> **Aim of the exercise**: Count up the lines in the listing below that hold "return", and answer with the total alone.
───
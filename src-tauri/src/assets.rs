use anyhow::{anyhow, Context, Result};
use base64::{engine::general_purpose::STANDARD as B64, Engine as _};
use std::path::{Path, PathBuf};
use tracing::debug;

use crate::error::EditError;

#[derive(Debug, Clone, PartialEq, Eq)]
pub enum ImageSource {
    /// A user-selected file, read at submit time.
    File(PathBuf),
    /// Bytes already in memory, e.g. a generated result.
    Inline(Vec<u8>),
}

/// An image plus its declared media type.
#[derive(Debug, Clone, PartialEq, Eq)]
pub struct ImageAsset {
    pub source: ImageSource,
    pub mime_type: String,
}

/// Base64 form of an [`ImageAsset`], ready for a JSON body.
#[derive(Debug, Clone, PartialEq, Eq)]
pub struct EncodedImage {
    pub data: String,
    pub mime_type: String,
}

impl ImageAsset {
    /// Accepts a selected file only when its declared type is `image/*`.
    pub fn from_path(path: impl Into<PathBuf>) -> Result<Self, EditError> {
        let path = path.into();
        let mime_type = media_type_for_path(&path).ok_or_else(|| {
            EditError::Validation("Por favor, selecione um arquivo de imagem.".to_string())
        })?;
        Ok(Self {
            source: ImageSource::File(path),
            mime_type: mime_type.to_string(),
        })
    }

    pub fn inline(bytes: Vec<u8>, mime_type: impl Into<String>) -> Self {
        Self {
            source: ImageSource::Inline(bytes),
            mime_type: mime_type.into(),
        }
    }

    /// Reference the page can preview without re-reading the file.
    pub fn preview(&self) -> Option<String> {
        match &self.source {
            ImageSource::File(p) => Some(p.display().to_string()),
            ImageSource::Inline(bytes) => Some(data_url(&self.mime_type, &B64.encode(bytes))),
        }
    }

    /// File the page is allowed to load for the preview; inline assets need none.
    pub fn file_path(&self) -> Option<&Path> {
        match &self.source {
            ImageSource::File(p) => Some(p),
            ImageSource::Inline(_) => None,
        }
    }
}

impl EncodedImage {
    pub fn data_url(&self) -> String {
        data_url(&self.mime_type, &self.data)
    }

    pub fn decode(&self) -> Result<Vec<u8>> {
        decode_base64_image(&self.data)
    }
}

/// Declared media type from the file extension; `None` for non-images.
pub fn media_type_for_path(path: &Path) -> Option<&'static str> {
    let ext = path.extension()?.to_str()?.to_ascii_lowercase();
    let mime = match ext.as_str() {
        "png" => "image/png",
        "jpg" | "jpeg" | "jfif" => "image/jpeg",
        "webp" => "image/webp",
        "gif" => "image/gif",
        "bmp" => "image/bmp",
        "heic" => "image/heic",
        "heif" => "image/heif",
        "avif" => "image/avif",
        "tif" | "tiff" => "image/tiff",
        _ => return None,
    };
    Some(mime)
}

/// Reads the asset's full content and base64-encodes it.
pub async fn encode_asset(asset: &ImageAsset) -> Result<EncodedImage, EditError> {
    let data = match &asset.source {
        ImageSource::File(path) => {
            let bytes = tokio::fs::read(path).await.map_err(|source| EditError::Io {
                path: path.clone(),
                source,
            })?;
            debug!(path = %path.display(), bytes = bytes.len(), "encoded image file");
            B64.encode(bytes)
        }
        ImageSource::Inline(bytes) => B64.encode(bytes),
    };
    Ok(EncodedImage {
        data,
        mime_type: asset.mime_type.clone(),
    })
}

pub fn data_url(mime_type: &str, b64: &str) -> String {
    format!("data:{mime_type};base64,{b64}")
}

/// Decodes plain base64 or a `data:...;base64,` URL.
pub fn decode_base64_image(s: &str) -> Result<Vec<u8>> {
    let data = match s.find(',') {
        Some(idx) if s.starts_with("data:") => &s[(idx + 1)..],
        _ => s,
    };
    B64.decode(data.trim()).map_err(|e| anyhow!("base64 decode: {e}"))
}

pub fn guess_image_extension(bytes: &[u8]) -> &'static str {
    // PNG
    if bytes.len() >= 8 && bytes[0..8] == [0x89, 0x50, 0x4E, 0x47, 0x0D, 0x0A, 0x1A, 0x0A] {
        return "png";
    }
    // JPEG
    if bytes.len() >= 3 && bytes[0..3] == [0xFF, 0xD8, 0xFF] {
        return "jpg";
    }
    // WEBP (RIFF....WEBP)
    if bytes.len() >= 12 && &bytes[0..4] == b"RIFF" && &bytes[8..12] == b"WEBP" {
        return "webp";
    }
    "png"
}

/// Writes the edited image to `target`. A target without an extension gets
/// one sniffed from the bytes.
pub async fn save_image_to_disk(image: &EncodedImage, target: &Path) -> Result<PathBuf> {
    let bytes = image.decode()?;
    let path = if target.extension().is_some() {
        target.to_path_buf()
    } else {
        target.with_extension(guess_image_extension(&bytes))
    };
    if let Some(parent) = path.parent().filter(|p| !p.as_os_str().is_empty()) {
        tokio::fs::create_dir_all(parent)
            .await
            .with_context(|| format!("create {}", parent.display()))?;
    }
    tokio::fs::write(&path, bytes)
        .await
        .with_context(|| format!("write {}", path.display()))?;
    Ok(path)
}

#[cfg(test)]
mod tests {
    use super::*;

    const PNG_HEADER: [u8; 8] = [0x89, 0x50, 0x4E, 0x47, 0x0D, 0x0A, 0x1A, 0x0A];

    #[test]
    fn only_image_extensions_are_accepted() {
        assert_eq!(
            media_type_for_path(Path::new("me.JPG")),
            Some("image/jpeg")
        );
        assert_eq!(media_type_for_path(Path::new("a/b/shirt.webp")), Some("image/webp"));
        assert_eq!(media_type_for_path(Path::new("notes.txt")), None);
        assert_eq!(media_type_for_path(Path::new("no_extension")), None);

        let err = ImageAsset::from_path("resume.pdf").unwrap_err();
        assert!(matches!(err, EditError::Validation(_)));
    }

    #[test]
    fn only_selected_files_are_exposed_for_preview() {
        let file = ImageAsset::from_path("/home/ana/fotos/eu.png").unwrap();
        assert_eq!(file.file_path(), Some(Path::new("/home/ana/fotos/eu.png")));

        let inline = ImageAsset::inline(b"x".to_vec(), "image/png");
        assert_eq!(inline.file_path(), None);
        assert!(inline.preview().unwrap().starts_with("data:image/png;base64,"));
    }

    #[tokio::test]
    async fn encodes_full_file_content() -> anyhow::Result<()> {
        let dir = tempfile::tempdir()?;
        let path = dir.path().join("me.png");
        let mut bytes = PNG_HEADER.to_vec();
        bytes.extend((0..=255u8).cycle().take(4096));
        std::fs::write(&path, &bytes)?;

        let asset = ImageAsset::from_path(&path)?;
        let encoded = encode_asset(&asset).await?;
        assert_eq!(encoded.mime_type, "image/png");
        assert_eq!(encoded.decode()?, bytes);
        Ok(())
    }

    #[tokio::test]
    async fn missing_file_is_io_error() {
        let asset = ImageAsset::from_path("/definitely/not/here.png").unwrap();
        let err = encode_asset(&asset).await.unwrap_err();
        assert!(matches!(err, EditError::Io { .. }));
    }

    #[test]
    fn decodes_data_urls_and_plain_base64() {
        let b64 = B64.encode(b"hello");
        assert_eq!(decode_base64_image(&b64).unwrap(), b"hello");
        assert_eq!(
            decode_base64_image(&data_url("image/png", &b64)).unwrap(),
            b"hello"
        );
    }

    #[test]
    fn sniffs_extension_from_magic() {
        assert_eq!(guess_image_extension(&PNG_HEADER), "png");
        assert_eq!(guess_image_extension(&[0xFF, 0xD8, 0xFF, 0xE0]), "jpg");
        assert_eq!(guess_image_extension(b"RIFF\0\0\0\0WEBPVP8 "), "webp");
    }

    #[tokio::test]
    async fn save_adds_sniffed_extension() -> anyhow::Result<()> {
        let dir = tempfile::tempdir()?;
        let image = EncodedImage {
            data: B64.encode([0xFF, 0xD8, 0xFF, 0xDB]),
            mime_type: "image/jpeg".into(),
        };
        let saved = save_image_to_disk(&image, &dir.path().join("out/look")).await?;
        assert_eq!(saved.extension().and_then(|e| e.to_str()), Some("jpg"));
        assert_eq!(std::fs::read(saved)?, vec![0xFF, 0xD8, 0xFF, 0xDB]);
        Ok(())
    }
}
───
> **Answer below**: 4